**Saved entries:**
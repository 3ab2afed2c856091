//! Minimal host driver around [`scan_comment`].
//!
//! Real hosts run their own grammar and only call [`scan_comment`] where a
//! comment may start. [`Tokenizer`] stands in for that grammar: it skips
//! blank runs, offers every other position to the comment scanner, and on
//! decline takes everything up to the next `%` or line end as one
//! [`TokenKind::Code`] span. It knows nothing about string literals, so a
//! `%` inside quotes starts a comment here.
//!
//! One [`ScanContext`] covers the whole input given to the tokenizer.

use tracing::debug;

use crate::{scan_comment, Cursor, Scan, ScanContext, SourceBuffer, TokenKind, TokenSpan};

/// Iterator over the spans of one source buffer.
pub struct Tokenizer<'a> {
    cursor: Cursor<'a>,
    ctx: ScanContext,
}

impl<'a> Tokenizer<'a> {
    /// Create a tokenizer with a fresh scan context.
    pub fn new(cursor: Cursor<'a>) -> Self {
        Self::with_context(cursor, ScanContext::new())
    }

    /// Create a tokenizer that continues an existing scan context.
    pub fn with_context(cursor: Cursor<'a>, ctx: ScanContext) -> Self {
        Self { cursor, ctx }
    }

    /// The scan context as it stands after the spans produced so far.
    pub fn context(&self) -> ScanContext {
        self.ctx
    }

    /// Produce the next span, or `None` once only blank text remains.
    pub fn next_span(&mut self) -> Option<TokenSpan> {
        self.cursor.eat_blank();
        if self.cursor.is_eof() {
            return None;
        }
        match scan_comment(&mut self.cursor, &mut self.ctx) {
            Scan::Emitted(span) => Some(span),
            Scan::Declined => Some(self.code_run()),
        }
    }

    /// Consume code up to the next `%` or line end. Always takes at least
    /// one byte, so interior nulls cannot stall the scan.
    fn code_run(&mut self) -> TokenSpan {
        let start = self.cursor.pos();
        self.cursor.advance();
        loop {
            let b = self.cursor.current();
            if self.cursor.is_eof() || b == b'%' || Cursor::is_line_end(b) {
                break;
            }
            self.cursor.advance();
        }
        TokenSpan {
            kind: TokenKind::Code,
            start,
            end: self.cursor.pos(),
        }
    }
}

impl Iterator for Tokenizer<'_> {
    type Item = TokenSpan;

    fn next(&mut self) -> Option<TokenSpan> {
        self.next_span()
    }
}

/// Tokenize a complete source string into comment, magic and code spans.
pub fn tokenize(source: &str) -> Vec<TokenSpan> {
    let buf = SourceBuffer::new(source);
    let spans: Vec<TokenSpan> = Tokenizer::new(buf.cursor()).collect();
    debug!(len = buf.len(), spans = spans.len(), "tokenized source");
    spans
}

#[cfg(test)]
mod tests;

**Directions for this task:** Your answer must be the records themselves, output again exactly.

**Written answer:**
repository 3ab2afed2c856091
//! Minimal host driver around [`scan_comment`].
//!
//! Real hosts run their own grammar and only call [`scan_comment`] where a
//! comment may start. [`Tokenizer`] stands in for that grammar: it skips
//! blank runs, offers every other position to the comment scanner, and on
//! decline takes everything up to the next `%` or line end as one
//! [`TokenKind::Code`] span. It knows nothing about string literals, so a
//! `%` inside quotes starts a comment here.
//!
//! One [`ScanContext`] covers the whole input given to the tokenizer.

use tracing::debug;

use crate::{scan_comment, Cursor, Scan, ScanContext, SourceBuffer, TokenKind, TokenSpan};

/// Iterator over the spans of one source buffer.
pub struct Tokenizer<'a> {
    cursor: Cursor<'a>,
    ctx: ScanContext,
}

impl<'a> Tokenizer<'a> {
    /// Create a tokenizer with a fresh scan context.
    pub fn new(cursor: Cursor<'a>) -> Self {
        Self::with_context(cursor, ScanContext::new())
    }

    /// Create a tokenizer that continues an existing scan context.
    pub fn with_context(cursor: Cursor<'a>, ctx: ScanContext) -> Self {
        Self { cursor, ctx }
    }

    /// The scan context as it stands after the spans produced so far.
    pub fn context(&self) -> ScanContext {
        self.ctx
    }

    /// Produce the next span, or `None` once only blank text remains.
    pub fn next_span(&mut self) -> Option<TokenSpan> {
        self.cursor.eat_blank();
        if self.cursor.is_eof() {
            return None;
        }
        match scan_comment(&mut self.cursor, &mut self.ctx) {
            Scan::Emitted(span) => Some(span),
            Scan::Declined => Some(self.code_run()),
        }
    }

    /// Consume code up to the next `%` or line end. Always takes at least
    /// one byte, so interior nulls cannot stall the scan.
    fn code_run(&mut self) -> TokenSpan {
        let start = self.cursor.pos();
        self.cursor.advance();
        loop {
            let b = self.cursor.current();
            if self.cursor.is_eof() || b == b'%' || Cursor::is_line_end(b) {
                break;
            }
            self.cursor.advance();
        }
        TokenSpan {
            kind: TokenKind::Code,
            start,
            end: self.cursor.pos(),
        }
    }
}

impl Iterator for Tokenizer<'_> {
    type Item = TokenSpan;

    fn next(&mut self) -> Option<TokenSpan> {
        self.next_span()
    }
}

/// Tokenize a complete source string into comment, magic and code spans.
pub fn tokenize(source: &str) -> Vec<TokenSpan> {
    let buf = SourceBuffer::new(source);
    let spans: Vec<TokenSpan> = Tokenizer::new(buf.cursor()).collect();
    debug!(len = buf.len(), spans = spans.len(), "tokenized source");
    spans
}

#[cfg(test)]
mod tests;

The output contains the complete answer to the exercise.